A young woman (Kristen Stewart) plans to propose to her girlfriend (Mackenzie Davis) while attending her family’s annual holiday party in Clea DuVall’s romantic comedy. There’s a snag, however, when she realises that her girlfriend hasn’t actually come out to her conservative parents (Mary Steenburgen and Victor Garber). DuVall – who co-starred with Natasha Lyonne in the perennial lesbian rom-com But I’m a Cheerleader – directs for the second time from a script she cowrote. Alison Brie, Aubrey Plaza and Dan Levy lend support.


Nomadland (4th December in select theatres)
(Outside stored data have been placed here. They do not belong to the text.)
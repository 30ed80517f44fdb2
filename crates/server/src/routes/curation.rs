//! Admin image curation.
//!
//! Curators cycle each image through pending → approved → rejected, pick one
//! approved image as primary and then mark the product complete, which
//! deletes everything that was not approved from storage and the database.

use axum::{Json, extract::State, http::StatusCode, response::IntoResponse};
use tracing::instrument;

use cyclemart_core::images::{self, ImageRecord, ResolvedImage};
use cyclemart_core::{DiscoveryJobId, ImageId, ProductId};

use super::extract::ApiPath;
use crate::db::{DiscoveryJobRepository, ImageRepository, ProductRepository};
use crate::error::{AppError, Result, add_breadcrumb};
use crate::middleware::RequireAdmin;
use crate::models::{CurationQueueItem, DiscoveryJob};
use crate::services::discovery::spawn_discovery;
use crate::state::AppState;

/// Image rows of a product, materializing the legacy document on first use.
async fn curated_rows(state: &AppState, product_id: ProductId) -> Result<Vec<ImageRecord>> {
    let images = ImageRepository::new(state.pool());
    let rows = images.list_for_product(product_id).await?;
    if !rows.is_empty() {
        return Ok(rows);
    }

    let (_, legacy) = ProductRepository::new(state.pool())
        .get_with_legacy_images(product_id)
        .await?
        .ok_or_else(|| AppError::NotFound("Product not found".to_string()))?;

    let resolved = images::reconcile(&[], &legacy);
    if resolved.is_empty() {
        return Ok(Vec::new());
    }

    tracing::info!(%product_id, count = resolved.len(), "Importing legacy images");
    Ok(images.import_legacy(product_id, &resolved).await?)
}

/// The image rows of the product an image belongs to.
async fn rows_for_image(state: &AppState, image_id: ImageId) -> Result<(ProductId, Vec<ImageRecord>)> {
    let product_id = ImageRepository::new(state.pool())
        .product_of(image_id)
        .await?
        .ok_or_else(|| AppError::NotFound("Image not found".to_string()))?;
    let rows = ImageRepository::new(state.pool())
        .list_for_product(product_id)
        .await?;
    Ok((product_id, rows))
}

/// GET /api/admin/curation
#[instrument(skip(state, admin), fields(admin_id = %admin.id))]
pub async fn queue(
    State(state): State<AppState>,
    RequireAdmin(admin): RequireAdmin,
) -> Result<Json<Vec<CurationQueueItem>>> {
    let items = ProductRepository::new(state.pool()).curation_queue().await?;
    Ok(Json(items))
}

/// GET /api/admin/products/{id}/images
#[instrument(skip(state, admin), fields(admin_id = %admin.id))]
pub async fn product_images(
    State(state): State<AppState>,
    RequireAdmin(admin): RequireAdmin,
    ApiPath(product_id): ApiPath<ProductId>,
) -> Result<Json<Vec<ResolvedImage>>> {
    let rows = curated_rows(&state, product_id).await?;
    if rows.is_empty() {
        // Either no images at all or a product that does not exist.
        ProductRepository::new(state.pool())
            .get(product_id)
            .await?
            .ok_or_else(|| AppError::NotFound("Product not found".to_string()))?;
    }
    Ok(Json(images::reconcile(&rows, &serde_json::Value::Null)))
}

/// Advance an image to its next status.
///
/// POST /api/admin/images/{id}/cycle
#[instrument(skip(state, admin), fields(admin_id = %admin.id))]
pub async fn cycle(
    State(state): State<AppState>,
    RequireAdmin(admin): RequireAdmin,
    ApiPath(image_id): ApiPath<ImageId>,
) -> Result<Json<ImageRecord>> {
    let (_, rows) = rows_for_image(&state, image_id).await?;
    let mut image = rows
        .into_iter()
        .find(|img| img.id == image_id)
        .ok_or_else(|| AppError::NotFound("Image not found".to_string()))?;

    let from = image.status;
    image.cycle();
    ImageRepository::new(state.pool()).save(&image).await?;

    tracing::debug!(%image_id, %from, to = %image.status, "Image cycled");
    Ok(Json(image))
}

/// Make an approved image the product's primary image.
///
/// POST /api/admin/images/{id}/primary
#[instrument(skip(state, admin), fields(admin_id = %admin.id))]
pub async fn primary(
    State(state): State<AppState>,
    RequireAdmin(admin): RequireAdmin,
    ApiPath(image_id): ApiPath<ImageId>,
) -> Result<Json<Vec<ImageRecord>>> {
    let (product_id, mut rows) = rows_for_image(&state, image_id).await?;
    images::set_primary(&mut rows, image_id)?;

    ImageRepository::new(state.pool())
        .set_primary(product_id, image_id)
        .await?;
    Ok(Json(rows))
}

/// Finish curation of a product.
///
/// Storage objects are removed first; if that fails nothing in the database
/// changes and the curator can retry.
///
/// POST /api/admin/products/{id}/images/complete
#[instrument(skip(state, admin), fields(admin_id = %admin.id))]
pub async fn complete(
    State(state): State<AppState>,
    RequireAdmin(admin): RequireAdmin,
    ApiPath(product_id): ApiPath<ProductId>,
) -> Result<Json<Vec<ImageRecord>>> {
    let rows = curated_rows(&state, product_id).await?;
    let plan = images::plan_completion(&rows)?;

    let paths = plan.storage_paths();
    if !paths.is_empty() {
        state.storage().delete(&paths).await?;
    }

    ImageRepository::new(state.pool())
        .complete(product_id, &plan)
        .await?;

    let product = product_id.to_string();
    let deleted = plan.delete.len().to_string();
    add_breadcrumb(
        "curation",
        "Curation completed",
        Some(&[("product_id", &product), ("deleted", &deleted)]),
    );
    tracing::info!(
        %product_id,
        kept = plan.keep.len(),
        deleted = plan.delete.len(),
        "Image curation completed"
    );

    Ok(Json(plan.keep))
}

/// Queue a scan of the product's storage folder.
///
/// POST /api/admin/products/{id}/images/discover
#[instrument(skip(state, admin), fields(admin_id = %admin.id))]
pub async fn discover(
    State(state): State<AppState>,
    RequireAdmin(admin): RequireAdmin,
    ApiPath(product_id): ApiPath<ProductId>,
) -> Result<impl IntoResponse> {
    ProductRepository::new(state.pool())
        .get(product_id)
        .await?
        .ok_or_else(|| AppError::NotFound("Product not found".to_string()))?;

    let job = DiscoveryJobRepository::new(state.pool())
        .enqueue(product_id)
        .await?;
    spawn_discovery(
        state.pool().clone(),
        state.storage().clone(),
        job.id,
        product_id,
    );

    Ok((StatusCode::ACCEPTED, Json(job)))
}

/// GET /api/admin/discovery-jobs/{id}
#[instrument(skip(state, admin), fields(admin_id = %admin.id))]
pub async fn discovery_job(
    State(state): State<AppState>,
    RequireAdmin(admin): RequireAdmin,
    ApiPath(job_id): ApiPath<DiscoveryJobId>,
) -> Result<Json<DiscoveryJob>> {
    let job = DiscoveryJobRepository::new(state.pool())
        .get(job_id)
        .await?
        .ok_or_else(|| AppError::NotFound("Discovery job not found".to_string()))?;
    Ok(Json(job))
}
//! Background image discovery.
//!
//! Sellers upload photos straight to storage under `products/{id}/`. A
//! discovery job lists that folder and turns every object that is not yet a
//! `product_image` row into a pending image for curation.

use sqlx::PgPool;
use tracing::{error, info, instrument};

use cyclemart_core::{DiscoveryJobId, ProductId};

use super::storage::{StorageClient, StorageError, StoredObject, product_prefix};
use crate::db::discovery::JOB_TIMEOUT;
use crate::db::images::DiscoveredImage;
use crate::db::{DiscoveryJobRepository, ImageRepository, RepositoryError};

/// File extensions treated as images.
const IMAGE_EXTENSIONS: &[&str] = &["jpg", "jpeg", "png", "webp", "gif", "avif"];

#[derive(Debug, thiserror::Error)]
enum DiscoveryError {
    #[error(transparent)]
    Storage(#[from] StorageError),
    #[error(transparent)]
    Repository(#[from] RepositoryError),
    #[error("timed out after {0:?}")]
    TimedOut(std::time::Duration),
}

/// Spawn a background task that runs a queued discovery job.
///
/// The job row records progress; clients poll it until it is `completed` or
/// `failed`.
pub fn spawn_discovery(
    pool: PgPool,
    storage: StorageClient,
    job_id: DiscoveryJobId,
    product_id: ProductId,
) {
    info!(%job_id, %product_id, "Spawning image discovery task");
    tokio::spawn(async move {
        let jobs = DiscoveryJobRepository::new(&pool);

        let outcome = match jobs.mark_running(job_id).await {
            Ok(()) => tokio::time::timeout(JOB_TIMEOUT, discover(&pool, &storage, product_id))
                .await
                .unwrap_or(Err(DiscoveryError::TimedOut(JOB_TIMEOUT))),
            Err(e) => Err(e.into()),
        };

        match outcome {
            Ok(found) => {
                info!(%job_id, found, "Image discovery finished");
                if let Err(e) = jobs.mark_completed(job_id, found).await {
                    error!(error = %e, %job_id, "Failed to mark discovery job completed");
                }
            }
            Err(e) => {
                error!(error = %e, %job_id, "Image discovery failed");
                if let Err(e) = jobs.mark_failed(job_id, &e.to_string()).await {
                    error!(error = %e, %job_id, "Failed to mark discovery job failed");
                }
            }
        }
    });
}

#[instrument(skip(pool, storage))]
async fn discover(
    pool: &PgPool,
    storage: &StorageClient,
    product_id: ProductId,
) -> Result<i32, DiscoveryError> {
    let images = ImageRepository::new(pool);

    let objects = storage.list(&product_prefix(product_id)).await?;
    let known = images.known_paths(product_id).await?;

    let new: Vec<DiscoveredImage> = select_new(objects, &known)
        .into_iter()
        .map(|object| DiscoveredImage {
            url: storage.public_url(&object.path),
            storage_path: object.path,
        })
        .collect();

    let inserted = images.insert_discovered(product_id, &new).await?;
    Ok(i32::try_from(inserted).unwrap_or(i32::MAX))
}

/// Image objects not yet known, sorted by path.
fn select_new(
    objects: Vec<StoredObject>,
    known: &std::collections::HashSet<String>,
) -> Vec<StoredObject> {
    let mut new: Vec<StoredObject> = objects
        .into_iter()
        .filter(|object| is_image(&object.path) && !known.contains(&object.path))
        .collect();
    new.sort_by(|a, b| a.path.cmp(&b.path));
    new
}

fn is_image(path: &str) -> bool {
    path.rsplit_once('.').is_some_and(|(_, ext)| {
        IMAGE_EXTENSIONS
            .iter()
            .any(|known| ext.eq_ignore_ascii_case(known))
    })
}

#[cfg(test)]
mod tests {
    use std::collections::HashSet;

    use super::*;

    fn object(path: &str) -> StoredObject {
        StoredObject {
            path: path.to_string(),
        }
    }

    #[test]
    fn test_is_image() {
        assert!(is_image("products/1/front.JPG"));
        assert!(is_image("products/1/side.webp"));
        assert!(!is_image("products/1/notes.txt"));
        assert!(!is_image("products/1/.emptyFolderPlaceholder"));
        assert!(!is_image("products/1/noext"));
    }

    #[test]
    fn test_select_new_skips_known_and_non_images() {
        let known: HashSet<String> = ["products/1/a.jpg".to_string()].into();
        let objects = vec![
            object("products/1/c.png"),
            object("products/1/a.jpg"),
            object("products/1/readme.md"),
            object("products/1/b.jpg"),
        ];

        let paths: Vec<String> = select_new(objects, &known)
            .into_iter()
            .map(|o| o.path)
            .collect();
        assert_eq!(paths, vec!["products/1/b.jpg", "products/1/c.png"]);
    }
}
Chloe Zhao, the director of acclaimed films Songs My Brother Taught Me and sleeper hit The Rider, sneaks in one more indie before she tackles Marvel’s Eternals next year. Nomadland stars Frances McDormand as a woman in her sixties who, after losing everything in the Great Recession, embarks with only a van on a journey through the American West.

Dune (18th December in select theatres)

Boomers. Gen Z. Dune. Without realising it, the sci-fi behemoth might be the sole unifier between these disparate generations. In 1965, Frank Herbert published the maiden entry in his colossal media franchise, and all were glued to the page. The complex plot weaved from adventure to romance to horror, and the depiction of a future wherein technology turns against humanity inspired everything from Star Wars to Game of Thrones. Fortunately, director Denis Villeneuve proved with Blade Runner 2049 that he’s adept at handling a sci-fi legacy. For one, the casting of Gen Z icons Timothée Chalamet and Zendaya all but guarantees butts to be firmly planted in seats. Furthermore, all Villineueve has to do is not follow in David Lynch’s footprints. The director succeeded in plucking out the surreality from Herbert’s novel, but interference from Universal Pictures turned the book’s complexity into convolution.